The pipeline had recovered. Engineering considered the incident closed. Slack went quiet.

But the real problem had just started.

Three days later, Priya’s CMO was presenting quarterly marketing performance to the board. Conversion rates looked unusually high. Customer acquisition costs appeared to have dropped significantly.

The CMO made a confident case for scaling media spend in two underperforming regions.

A week after that, someone noticed the numbers were wrong.

The attribution model had been pulling from a stale reporting table. It had stopped updating during the pipeline failure three days earlier. Nobody had validated whether the data was correct after the pipeline recovered.

The pipeline had been fixed. But bad data had already reached the dashboard. And from the dashboard, it had reached the boardroom.

According to Harvard Business Review, bad data costs businesses $3.1 trillion annually. The damage is rarely from a single catastrophic failure – it comes from corrupted data that travels silently through pipelines and surfaces in decisions made with total confidence.

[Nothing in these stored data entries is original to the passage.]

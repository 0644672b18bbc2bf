//! Settings file plus command-line overrides.

use crate::cli::Cli;
use anyhow::{Context, Result};
use following_scraper::{OutputFormat, ScrapeConfig};
use serde::Deserialize;
use std::path::{Path, PathBuf};

pub const DEFAULT_OUTPUT_DIR: &str = "output";

/// Everything a batch run needs besides its targets.
///
/// Scrape options sit at the top level of the file next to the runner's own
/// keys, e.g. `{"maxItems": 100, "outputDir": "out", "logLevel": "debug"}`.
#[derive(Debug, Clone, Default, Deserialize)]
#[serde(rename_all = "camelCase", default)]
pub struct Settings {
    #[serde(flatten)]
    pub scrape: ScrapeConfig,
    #[serde(alias = "input_file")]
    pub input_file: Option<PathBuf>,
    #[serde(alias = "output_dir")]
    pub output_dir: Option<PathBuf>,
    #[serde(alias = "export_formats")]
    pub export_formats: Vec<OutputFormat>,
    #[serde(alias = "log_level")]
    pub log_level: Option<String>,
    #[serde(alias = "session_file")]
    pub session_file: Option<PathBuf>,
}

impl Settings {
    pub fn load(path: Option<&Path>) -> Result<Self> {
        let Some(path) = path else {
            return Ok(Self::default());
        };
        let text = std::fs::read_to_string(path)
            .with_context(|| format!("failed to read settings file {}", path.display()))?;
        serde_json::from_str(&text)
            .with_context(|| format!("failed to parse settings file {}", path.display()))
    }

    /// Flags win over file values.
    pub fn apply_overrides(&mut self, cli: &Cli) {
        if let Some(input) = &cli.input {
            self.input_file = Some(input.clone());
        }
        if let Some(dir) = &cli.output_dir {
            self.output_dir = Some(dir.clone());
        }
        if !cli.format.is_empty() {
            self.export_formats = cli.format.clone();
        }
        if let Some(max) = cli.max_items {
            self.scrape.max_items = max;
        }
        if let Some(ms) = cli.timeout_ms {
            self.scrape.timeout_per_request = ms;
        }
        if let Some(n) = cli.retry_limit {
            self.scrape.retry_limit = n;
        }
        if let Some(n) = cli.empty_page_threshold {
            self.scrape.empty_page_threshold = n;
        }
        if let Some(ms) = cli.request_delay_ms {
            self.scrape.request_delay_ms = ms;
        }
        if let Some(session) = &cli.session {
            self.session_file = Some(session.clone());
        }
        if let Some(level) = &cli.log_level {
            self.log_level = Some(level.clone());
        }
    }

    pub fn output_dir(&self) -> PathBuf {
        self.output_dir
            .clone()
            .unwrap_or_else(|| PathBuf::from(DEFAULT_OUTPUT_DIR))
    }

    /// Requested export formats, falling back to the single `outputFormat`.
    pub fn formats(&self) -> Vec<OutputFormat> {
        if self.export_formats.is_empty() {
            vec![self.scrape.output_format]
        } else {
            self.export_formats.clone()
        }
    }
}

This is the second problem most analytics teams do not solve.

Post 1 of this series covered BigQuery pipeline failures – jobs that break, quotas exhausted, data that never arrives. Read: Your Data Pipeline Breaks Every Monday. It Doesn’t Have To →

This post covers something more dangerous: data that does arrive – but arrives wrong.

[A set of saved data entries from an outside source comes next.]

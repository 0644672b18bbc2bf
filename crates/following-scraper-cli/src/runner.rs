//! Batch runner: one extraction per target, sharing an item budget.

use crate::inputs::TargetInput;
use crate::progress::ProgressSink;
use crate::settings::Settings;
use anyhow::{Context, Result};
use chrono::{DateTime, Utc};
use following_scraper::export::open_sink;
use following_scraper::target::{resolve_target, target_slug};
use following_scraper::{
    CancelFlag, Extractor, HttpFetcher, MultiSink, Normalizer, PaginationController, RunReport,
    SessionContext, TerminalStatus,
};
use serde::Serialize;
use std::path::PathBuf;
use std::sync::Arc;
use tracing::{error, info, info_span, Instrument};

/// Result of one target.
#[derive(Debug, Clone, Serialize)]
#[serde(rename_all = "camelCase")]
pub struct TargetOutcome {
    pub target: String,
    pub listing: Option<String>,
    pub files: Vec<PathBuf>,
    pub report: Option<RunReport>,
    /// Setup failure, or the abort reason when the run aborted.
    pub error: Option<String>,
}

impl TargetOutcome {
    fn failed(target: &str, error: &anyhow::Error) -> Self {
        Self {
            target: target.to_string(),
            listing: None,
            files: Vec::new(),
            report: None,
            error: Some(format!("{error:#}")),
        }
    }

    pub fn records(&self) -> usize {
        self.report.as_ref().map_or(0, |r| r.records)
    }

    /// Targets that never started count as failed runs.
    pub fn exit_code(&self) -> i32 {
        self.report.as_ref().map_or(1, RunReport::exit_code)
    }
}

/// Summary of a whole batch, as printed by `--json`.
#[derive(Debug, Serialize)]
#[serde(rename_all = "camelCase")]
pub struct BatchSummary {
    pub started_at: DateTime<Utc>,
    pub finished_at: DateTime<Utc>,
    pub targets: Vec<TargetOutcome>,
}

impl BatchSummary {
    pub fn exit_code(&self) -> i32 {
        self.targets
            .iter()
            .map(TargetOutcome::exit_code)
            .max()
            .unwrap_or(0)
    }
}

pub struct Runner {
    settings: Settings,
    session: SessionContext,
    cancel: CancelFlag,
    show_progress: bool,
}

impl Runner {
    pub fn new(settings: Settings, session: SessionContext, cancel: CancelFlag) -> Self {
        Self {
            settings,
            session,
            cancel,
            show_progress: false,
        }
    }

    pub fn with_progress(mut self, show: bool) -> Self {
        self.show_progress = show;
        self
    }

    /// Run every target in order. `maxItems` from the settings is a budget
    /// across the whole batch; a per-target `maxItems` can only lower it.
    pub async fn run(&self, inputs: &[TargetInput]) -> BatchSummary {
        let started_at = Utc::now();
        let mut remaining = self.settings.scrape.max_items;
        let mut targets = Vec::with_capacity(inputs.len());

        for (index, input) in inputs.iter().enumerate() {
            if self.cancel.is_cancelled() {
                info!(skipped = inputs.len() - index, "interrupted, skipping remaining targets");
                break;
            }
            if remaining == 0 {
                info!(
                    skipped = inputs.len() - index,
                    "item budget exhausted, skipping remaining targets"
                );
                break;
            }

            let limit = input.max_items.unwrap_or(remaining).min(remaining);
            let span = info_span!("target", index, url = %input.url);
            let outcome = match self.run_target(index, input, limit).instrument(span).await {
                Ok(outcome) => outcome,
                Err(e) => {
                    error!(url = %input.url, "target failed: {e:#}");
                    TargetOutcome::failed(&input.url, &e)
                }
            };
            remaining = remaining.saturating_sub(outcome.records());
            targets.push(outcome);
        }

        BatchSummary {
            started_at,
            finished_at: Utc::now(),
            targets,
        }
    }

    async fn run_target(
        &self,
        index: usize,
        input: &TargetInput,
        limit: usize,
    ) -> Result<TargetOutcome> {
        let mut config = self.settings.scrape.clone();
        config.max_items = limit;
        config.validate()?;

        let base = config.base_url()?;
        let listing = resolve_target(&input.url, &base)?;
        let slug = target_slug(&listing);
        let formats = if input.export_formats.is_empty() {
            self.settings.formats()
        } else {
            input.export_formats.clone()
        };

        let output_dir = self.settings.output_dir();
        let mut sink = MultiSink::new();
        let mut files = Vec::with_capacity(formats.len());
        for format in formats {
            let path = output_dir.join(format!("{index:02}_{slug}.{}", format.extension()));
            let opened = open_sink(format, &path)
                .with_context(|| format!("failed to open {}", path.display()))?;
            sink.push(opened);
            files.push(path);
        }

        let fetcher = HttpFetcher::new(listing.clone(), &config, self.session.clone())?;
        let controller = PaginationController::new(
            Arc::new(fetcher),
            Arc::new(Extractor::new()),
            Normalizer::new(Some(base)),
            &config,
        )
        .with_cancel(self.cancel.clone());

        info!(listing = %listing, limit, "resolved target");
        let report = if self.show_progress {
            let mut progress = ProgressSink::new(sink, &slug);
            controller.run(&mut progress).await
        } else {
            controller.run(&mut sink).await
        };

        let error = match &report.status {
            TerminalStatus::Aborted(reason) => Some(reason.detail()),
            _ => None,
        };
        Ok(TargetOutcome {
            target: input.url.clone(),
            listing: Some(listing.to_string()),
            files,
            report: Some(report),
            error,
        })
    }
}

Bad data in dashboards is not a pipeline problem. It is a data quality monitoring problem.

And the gap between the two is where reporting trust quietly breaks.

Why Data Quality Monitoring Is Not the Same as Pipeline Monitoring

Bad data in dashboards rarely announces itself.

A pipeline failure is visible – dashboards go blank, engineers get paged, someone notices immediately. 

Bad data is the opposite. Dashboards look normal when bad data arrives.

Numbers populate, charts render, colors are right. The only problem is that what the dashboard shows is wrong – and nobody in the room knows it.

Most analytics teams treat data quality monitoring and pipeline monitoring as the same thing. They are not.

  • Pipeline monitoring checks whether a job ran – it is an infrastructure health check.
  • Data quality monitoring checks whether what it produced is actually correct – it is a content and dashboard data accuracy check.

Most teams do the first. Very few do the second consistently.

That gap is where bad data enters the dashboard.

According to Monte Carlo’s State of Data Quality report, stakeholders – not data teams – are the first to discover data quality issues in the majority of cases. The analytics team finds out when someone in a meeting says the numbers look wrong.

By the time a stakeholder notices bad data in a dashboard, the damage has usually already happened:

  • A campaign decision was made on wrong attribution data.
  • Campaign budgets get allocated based on inflated conversion numbers.
  • Regional performance reports give leadership a false picture.
  • Trust in the analytics team – quietly, permanently – took a hit.

More monitoring is not the fix. Validation that runs before data is promoted to dashboards is.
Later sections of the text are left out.